**ASSIGNMENT:** Copy all lines below containing "locating".

**INFORMATION:**
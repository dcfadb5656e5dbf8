use std::fs::File;
use std::io::{self, Write};
use std::path::PathBuf;

use clap::{Args, Parser, Subcommand};
use serde_json::json;
use tracing_subscriber::EnvFilter;

use verity_fec::hashtree::HashTreeBuilder;
use verity_fec::image::{ImageBuilder, ImageOptions};
use verity_fec::interleave::checked_fec_trailer_size;
use verity_fec::io_stream::encoder::{EncodeOptions, FecEncoder};
use verity_fec::io_stream::{FecHandle, Mode, OpenOptions};
use verity_fec::recovery;
use verity_fec::verity::VERITY_METADATA_SIZE;
use verity_fec::codec::MAX_ROOTS;
use verity_fec::{Flags, BLOCK_SIZE, DEFAULT_ROOTS};

#[derive(Parser)]
#[command(name = "vfec", about = "Verity hash trees and Reed-Solomon FEC for block images")]
struct Cli {
    /// Log at debug level unless RUST_LOG says otherwise
    #[arg(short, long, global = true)]
    verbose: bool,
    #[command(subcommand)]
    command: Commands,
}

#[derive(Args, Clone)]
struct ReadArgs {
    /// Parity bytes per codeword the image was encoded with
    #[arg(short, long, default_value_t = DEFAULT_ROOTS, value_parser = roots_parser())]
    roots: u8,
    /// Fail instead of reading raw data when the FEC trailer is unusable
    #[arg(long)]
    require_ecc: bool,
    /// Skip verity metadata
    #[arg(long)]
    no_verity: bool,
    /// Byte offset of the verity metadata
    #[arg(long)]
    verity_offset: Option<u64>,
    /// Look for an ext4 superblock when locating verity metadata
    #[arg(long)]
    ext4: bool,
    /// Look for a squashfs superblock when locating verity metadata
    #[arg(long)]
    squash: bool,
}

impl ReadArgs {
    fn options(&self, mode: Mode) -> OpenOptions {
        let mut flags = Flags::empty();
        flags.set(Flags::REQUIRE_ECC, self.require_ecc);
        flags.set(Flags::VERITY_DISABLE, self.no_verity);
        flags.set(Flags::EXT4, self.ext4);
        flags.set(Flags::SQUASH, self.squash);
        let opts = OpenOptions::new().mode(mode).flags(flags).roots(self.roots);
        match self.verity_offset {
            Some(offset) => opts.verity_offset(offset),
            None => opts,
        }
    }
}

#[derive(Subcommand)]
enum Commands {
    /// Append an FEC trailer to a block-aligned image
    Encode {
        input: PathBuf,
        /// Write the trailer to this file instead of appending it
        #[arg(short, long)]
        output: Option<PathBuf>,
        #[arg(short, long, default_value_t = DEFAULT_ROOTS, value_parser = roots_parser())]
        roots: u8,
    },
    /// Verify an image, optionally repairing it or writing out corrected data
    Decode {
        input: PathBuf,
        /// Write the corrected readable data here
        #[arg(short, long)]
        output: Option<PathBuf>,
        /// Correct the image in place
        #[arg(short, long)]
        inplace: bool,
        #[command(flatten)]
        read: ReadArgs,
    },
    /// Print the FEC trailer size for an input size
    PrintSize {
        size: u64,
        #[arg(short, long, default_value_t = DEFAULT_ROOTS, value_parser = roots_parser())]
        roots: u8,
        /// Also count verity metadata and hash tree
        #[arg(long)]
        verity: bool,
    },
    /// Build a hash tree over a file and print its root hash
    Tree {
        input: PathBuf,
        /// Salt as hex, 32 bytes
        #[arg(short, long)]
        salt: Option<String>,
        /// Write the tree here, root level first
        #[arg(short, long)]
        output: Option<PathBuf>,
    },
    /// Append verity metadata, hash tree and FEC trailer to a data image
    BuildImage {
        input: PathBuf,
        #[arg(short, long, default_value_t = DEFAULT_ROOTS, value_parser = roots_parser())]
        roots: u8,
        /// Salt as hex, 32 bytes
        #[arg(short, long)]
        salt: Option<String>,
        /// Mark verity as disabled in the metadata
        #[arg(long)]
        disabled: bool,
    },
    /// Dump status, ECC and verity metadata as JSON
    Info {
        input: PathBuf,
        #[command(flatten)]
        read: ReadArgs,
    },
    /// Enable or disable verity in the image metadata
    SetVerity {
        input: PathBuf,
        #[arg(long, conflicts_with = "disable")]
        enable: bool,
        #[arg(long)]
        disable: bool,
        #[command(flatten)]
        read: ReadArgs,
    },
}

fn main() -> Result<(), Box<dyn std::error::Error>> {
    let cli = Cli::parse();

    let default = if cli.verbose { "debug" } else { "info" };
    tracing_subscriber::fmt()
        .with_writer(io::stderr)
        .with_env_filter(
            EnvFilter::try_from_default_env().unwrap_or_else(|_| EnvFilter::new(default)),
        )
        .init();

    match cli.command {
        // ── Encode ───────────────────────────────────────────────────────────
        Commands::Encode { input, output, roots } => {
            let encoder = FecEncoder::new(EncodeOptions { roots })?;
            match output {
                Some(path) => {
                    let data = std::fs::read(&input)?;
                    let trailer = encoder.encode_bytes(&data)?;
                    std::fs::write(&path, &trailer)?;
                    println!("Wrote {} byte trailer to {}", trailer.len(), path.display());
                }
                None => {
                    let mut file = std::fs::OpenOptions::new().read(true).write(true).open(&input)?;
                    let header = encoder.append_trailer(&mut file)?;
                    println!(
                        "Appended {} byte trailer to {}",
                        u64::from(header.fec_size) + BLOCK_SIZE,
                        input.display()
                    );
                }
            }
        }

        // ── Decode ───────────────────────────────────────────────────────────
        Commands::Decode { input, output, inplace, read } => {
            let mode = if inplace { Mode::ReadWrite } else { Mode::ReadOnly };
            let mut handle = FecHandle::open(&input, read.options(mode))?;
            let report = if inplace {
                recovery::repair(&mut handle, None)?
            } else {
                recovery::scan(&mut handle, None)?
            };
            println!("{}", report.summary());
            if let Some(path) = output {
                let mut out = File::create(&path)?;
                let copied = io::copy(&mut handle, &mut out)?;
                out.flush()?;
                println!("Wrote {copied} bytes to {}", path.display());
            }
            let errors = handle.get_status()?.errors;
            handle.close()?;
            if errors > 0 {
                println!("Corrected {errors} block(s) while reading");
            }
        }

        // ── PrintSize ────────────────────────────────────────────────────────
        Commands::PrintSize { size, roots, verity } => {
            println!("{}", print_size(size, roots, verity)?);
        }

        // ── Tree ─────────────────────────────────────────────────────────────
        Commands::Tree { input, salt, output } => {
            let data = std::fs::read(&input)?;
            let salt = parse_salt(salt.as_deref())?;
            let mut tree = HashTreeBuilder::<sha2::Sha256>::new(BLOCK_SIZE as usize)?;
            tree.initialize(data.len() as u64, &salt)?;
            tree.update(&data)?;
            tree.build()?;
            println!("Root hash   {}", hex::encode(tree.root_hash().unwrap_or_default()));
            println!("Salt        {}", hex::encode(salt));
            println!("Levels      {}", tree.levels().len());
            println!("Tree size   {} B", tree.calculate_size(data.len() as u64));
            if let Some(path) = output {
                let written = tree.write_to_file(&path)?;
                println!("Wrote {written} bytes to {}", path.display());
            }
        }

        // ── BuildImage ───────────────────────────────────────────────────────
        Commands::BuildImage { input, roots, salt, disabled } => {
            let opts = ImageOptions { roots, salt: parse_salt(salt.as_deref())?, disabled, ..Default::default() };
            let built = ImageBuilder::new(opts)?.build_file(&input)?;
            println!("{}", serde_json::to_string_pretty(&built)?);
        }

        // ── Info ─────────────────────────────────────────────────────────────
        Commands::Info { input, read } => {
            let mut handle = FecHandle::open(&input, read.options(Mode::ReadOnly))?;
            let info = json!({
                "path":   input.display().to_string(),
                "status": handle.get_status()?,
                "ecc":    handle.get_ecc_metadata()?,
                "verity": handle.get_verity_metadata()?,
                "avb":    handle.get_avb_metadata()?,
            });
            println!("{}", serde_json::to_string_pretty(&info)?);
            handle.close()?;
        }

        // ── SetVerity ────────────────────────────────────────────────────────
        Commands::SetVerity { input, enable, disable, read } => {
            if enable == disable {
                return Err("pass exactly one of --enable or --disable".into());
            }
            let mut handle = FecHandle::open(&input, read.options(Mode::ReadWrite))?;
            handle.set_verity_status(enable)?;
            handle.close()?;
            println!("Verity {} on {}", if enable { "enabled" } else { "disabled" }, input.display());
        }
    }

    Ok(())
}

// ── helpers ──────────────────────────────────────────────────────────────────

fn roots_parser() -> clap::builder::RangedI64ValueParser<u8> {
    clap::value_parser!(u8).range(1..=i64::from(MAX_ROOTS))
}

/// Bytes appended to a `size`-byte image: the FEC trailer, plus verity
/// metadata and hash tree when `verity` is set.
fn print_size(size: u64, roots: u8, verity: bool) -> Result<u64, Box<dyn std::error::Error>> {
    let mut protected = size;
    if verity {
        let tree = HashTreeBuilder::<sha2::Sha256>::new(BLOCK_SIZE as usize)?;
        protected = protected
            .checked_add(VERITY_METADATA_SIZE + tree.calculate_size(size))
            .ok_or("image size overflows")?;
    }
    let trailer = checked_fec_trailer_size(protected, roots)
        .ok_or_else(|| format!("no FEC trailer size for {protected} bytes with {roots} roots"))?;
    Ok(trailer + (protected - size))
}

fn parse_salt(hex_salt: Option<&str>) -> Result<[u8; 32], Box<dyn std::error::Error>> {
    let mut salt = [0u8; 32];
    if let Some(s) = hex_salt {
        hex::decode_to_slice(s, &mut salt).map_err(|e| format!("invalid salt {s:?}: {e}"))?;
    }
    Ok(salt)
}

**RESULT:**
    /// Look for an ext4 superblock when locating verity metadata
    /// Look for a squashfs superblock when locating verity metadata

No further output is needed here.